In State v. Boling, 131 Wash. App. 329, 127 P.3d 740 (Wash. Ct. App., Div. 3 2006), rev. denied, 158 Wash. 2d 1011, 145 P.3d 1214 (2006) (table), the Washington Court of Appeals affirmed a trial court’s grant of a new trial in a manslaughter case in which a juror did Internet research on alcohol poisoning as a cause of death, when the medical examiner testified that the cause of death was a brain injury (subdural hematoma) resulting from blunt force trauma to the head.

In a 2010 murder case, the judge was outraged that a juror had tweeted about the trial, but was dissuaded by the prosecution and defense attorneys from removing the juror because only one alternate would have remained. (The trial was of Myron Wynn, for the 1996 “cold case” murder of Bob Wykel.

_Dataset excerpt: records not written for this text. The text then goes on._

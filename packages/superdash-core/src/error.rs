//! Centralized error types for the SuperDash core library.
//!
//! Each protocol domain defines its own `thiserror` enum; the crate-level
//! [`SuperdashError`] aggregates them for surfaces that span domains.
//! Protocol clients never bubble errors out of their run loops — transport
//! failures drive reconnect/backoff and protocol failures are logged and
//! skipped — so these types mostly appear in logs and in the bind/startup
//! paths.

use thiserror::Error;

/// Errors raised while validating the static configuration.
#[derive(Debug, Error)]
pub enum ConfigError {
    /// Two devices share an id.
    #[error("Duplicate device id {0}")]
    DuplicateDeviceId(u16),

    /// 0xFFFF is the TSL broadcast display index and cannot be a device id.
    #[error("Device id 0xFFFF is reserved for TSL broadcast")]
    ReservedDeviceId,

    /// Frame rates must be positive.
    #[error("Device {id} has non-positive framerate {framerate}")]
    InvalidFramerate { id: u16, framerate: f64 },
}

/// Errors from the HyperDeck line protocol.
#[derive(Debug, Error)]
pub enum HyperdeckError {
    #[error("Connect timeout after {0:?}")]
    ConnectTimeout(std::time::Duration),

    #[error("Socket error: {0}")]
    Io(#[from] std::io::Error),
}

/// Errors from the vMix XML snapshot path.
#[derive(Debug, Error)]
pub enum VmixError {
    #[error("HTTP request failed: {0}")]
    Http(#[from] reqwest::Error),

    #[error("HTTP status {0}")]
    HttpStatus(u16),

    #[error("Empty response body")]
    EmptyBody,

    #[error("Response is not a vMix API document")]
    NotVmix,
}

/// Errors from OSC packet decoding.
#[derive(Debug, Error)]
pub enum OscError {
    #[error("Truncated OSC packet")]
    Truncated,

    #[error("OSC string is not valid UTF-8")]
    InvalidString,

    #[error("Unsupported OSC type tag '{0}'")]
    UnsupportedType(char),

    #[error("Malformed OSC packet: {0}")]
    Malformed(&'static str),
}

/// Errors from the Ember+ provider.
#[derive(Debug, Error)]
pub enum EmberError {
    #[error("Failed to bind Ember+ port: {0}")]
    Bind(std::io::Error),

    #[error("S101 framing error: {0}")]
    Framing(&'static str),

    #[error("BER decoding error: {0}")]
    Ber(&'static str),
}

/// Errors from the TSL UMD sender.
#[derive(Debug, Error)]
pub enum TslError {
    #[error("Failed to open TSL socket: {0}")]
    Socket(std::io::Error),

    #[error("Display index 0xFFFF is reserved for broadcast")]
    ReservedIndex,
}

/// Application-wide error type.
#[derive(Debug, Error)]
pub enum SuperdashError {
    #[error("Configuration error: {0}")]
    Config(#[from] ConfigError),

    #[error("HyperDeck error: {0}")]
    Hyperdeck(#[from] HyperdeckError),

    #[error("vMix error: {0}")]
    Vmix(#[from] VmixError),

    #[error("OSC error: {0}")]
    Osc(#[from] OscError),

    #[error("Ember+ error: {0}")]
    Ember(#[from] EmberError),

    #[error("TSL error: {0}")]
    Tsl(#[from] TslError),

    #[error("I/O error: {0}")]
    Io(#[from] std::io::Error),
}

/// Convenient Result alias for application-wide operations.
pub type SuperdashResult<T> = Result<T, SuperdashError>;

See Levi Pulkkinen, Diamond helps reopen murder case, Seattle Post-Intelligencer, Feb. 4, 2009, http://www.seattlepi.com/local/article/Diamond-helps-reopen-murder-case-1299345.php.)

“We’ve been doing this for 250 years now,” the judge said. “I can tell you it works when we do it this way. It fails when we don’t.” Levi Pulkkinen, Judge to juror: Stop tweeting about trial, Seattle 911 — A Police and Crime Blog, Seattle Post-Intelligencer, Nov. 17, 2010, http://blog.seattlepi.com/seattle911/2010/11/17/judge-to-juror-stop-tweeting-about-trial/.

The case ended in a mistrial anyway, due to a hung jury.